Colonel David Fahrenkrug PhD
US Air Force (1988-); Office of the Secretary of Defence (2011-). Formerly: Director, Chief of Staff of the Air Force Strategic Studies Group; Commander, 379th Expeditionary Operations Support Squadron, Al Udeid Air Base, Qatar; Chief of Strategy, Eighth Air Force, Louisiana.
Mr Sean Kanuck
National Intelligence Officer for Cyber Issues, National Intelligence Council (2011-).
Mr Joel Molinoff
Assistant Director, President's Intelligence Advisory Board, Executive Office of the President, The White House.
Mr George Newcombe
Simpson Thacher & Bartlett LLP (1975-): Litigation Partner (1983-) and Head of Palo Alto office (1999-); Member: Board of Visitors, School of Law, Columbia University; The Association of the Bar of the City of New York; The American Bar Association; Federal Circuit Bar Association; Director, Legal Aid Society - Employment Law Center. A Director, the American Ditchley Foundation.
Mr Paul Nicholas
Head, Global Security Strategy and Diplomacy Team, Microsoft. Co-Founder, Software Assurance Forum for Excellence in Code; White House Director of Cybersecurity and Critical Infrastructure Protection (2002-04); Senior Policy Advisor for US Senator Robert F Bennett.
Ms Harriet Pearson
Vice President, Security Counsel and Chief Privacy Officer, IBM Corporation (1993-). Formerly: Lecturer, Georgetown University Communication Culture and Technology Program (2007-10); Member: Open Group Trusted Technology Forum, Center for Strategic and International Studies' Commission on Cybersecurity.
Mr Justin Rattner
Corporate Vice President and Chief Technology Officer, Intel Corporation; Intel Senior Fellow and Head of Intel Labs; Member, US Department of Defense/Department of Homeland Security Enduring Security Framework and Operations Group.
Mr Karl Rauscher
Chief Technology Officer and Distinguished Fellow, EastWest Institute; Founder and President, Wireless Emergency Response Team.
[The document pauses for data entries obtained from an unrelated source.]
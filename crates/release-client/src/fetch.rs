//! Paginated candidate collection.

use std::collections::BTreeMap;

use chrono::{DateTime, Utc};
use tokio_util::sync::CancellationToken;

use crate::error::{CandidateError, ReleaseError, Result};
use crate::filter::TAG_TIMESTAMP;
use crate::obs;
use crate::storage_traits::{cancellable, BlobStore, TaggedBlob};

/// Fixed name of the release manifest inside each release directory.
pub const RELEASE_FILE_NAME: &str = "release.yaml";

/// A listed release manifest that matched the filter, before download.
#[derive(Debug, Clone, PartialEq, Eq)]
pub struct CandidateArtifact {
    pub container_name: String,
    pub path: String,
    pub tags: BTreeMap<String, String>,
    pub timestamp: DateTime<Utc>,
}

impl CandidateArtifact {
    /// Map a listing entry, or explain why it cannot be used.
    pub fn from_blob(blob: TaggedBlob) -> std::result::Result<Self, CandidateError> {
        let raw = blob
            .tags
            .get(TAG_TIMESTAMP)
            .ok_or(CandidateError::MissingTimestamp)?;
        let timestamp = DateTime::parse_from_rfc3339(raw)
            .map_err(|source| CandidateError::BadTimestamp {
                raw: raw.clone(),
                source,
            })?
            .with_timezone(&Utc);

        Ok(CandidateArtifact {
            container_name: blob.container_name,
            path: blob.name,
            tags: blob.tags,
            timestamp,
        })
    }
}

fn is_release_manifest(path: &str) -> bool {
    path.strip_suffix(RELEASE_FILE_NAME)
        .is_some_and(|dir| dir.ends_with('/'))
}

/// Follow the continuation markers to the end of the listing.
///
/// Returns release manifests newest first, cut to `limit` when it is
/// non-zero. Entries without a usable `timestamp` tag are skipped; any
/// storage error aborts the whole fetch.
pub async fn fetch_candidates<S>(
    store: &S,
    filter: &str,
    limit: usize,
    cancel: &CancellationToken,
) -> Result<Vec<CandidateArtifact>>
where
    S: BlobStore + ?Sized,
{
    let mut candidates = Vec::new();
    let mut marker: Option<String> = None;
    let mut page_number = 0_usize;

    loop {
        let page = cancellable(cancel, store.filter_blobs(filter, marker.as_deref()))
            .await
            .map_err(ReleaseError::Filter)?;
        page_number += 1;
        obs::emit_page_fetched(page_number, page.blobs.len(), page.continuation().is_some());

        let next_marker = page.continuation().map(str::to_string);
        for blob in page.blobs {
            if !is_release_manifest(&blob.name) {
                continue;
            }
            let path = blob.name.clone();
            match CandidateArtifact::from_blob(blob) {
                Ok(candidate) => candidates.push(candidate),
                Err(reason) => obs::emit_candidate_skipped(&path, &reason),
            }
        }

        match next_marker {
            Some(next) => marker = Some(next),
            None => break,
        }
    }

    candidates.sort_by(|a, b| b.timestamp.cmp(&a.timestamp));
    if limit > 0 {
        candidates.truncate(limit);
    }

    Ok(candidates)
}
Formerly: Executive Director, Bell Labs Network Reliability and Security Office, Alcatel-Lucent; Vice Chair, US President's National Security Telecommunications Advisory Committee Industry Executive Committee.
USA/UK
Mr Francis Finlay
Co-Chairman, EastWest Institute, New York (2009-); Trustee, British Museum (2005-); Oxford Martin School Advisory Council, University of Oxford (2005-). A Governor and member of the Council of Management, the Ditchley Foundation. A Director, the American Ditchley Foundation.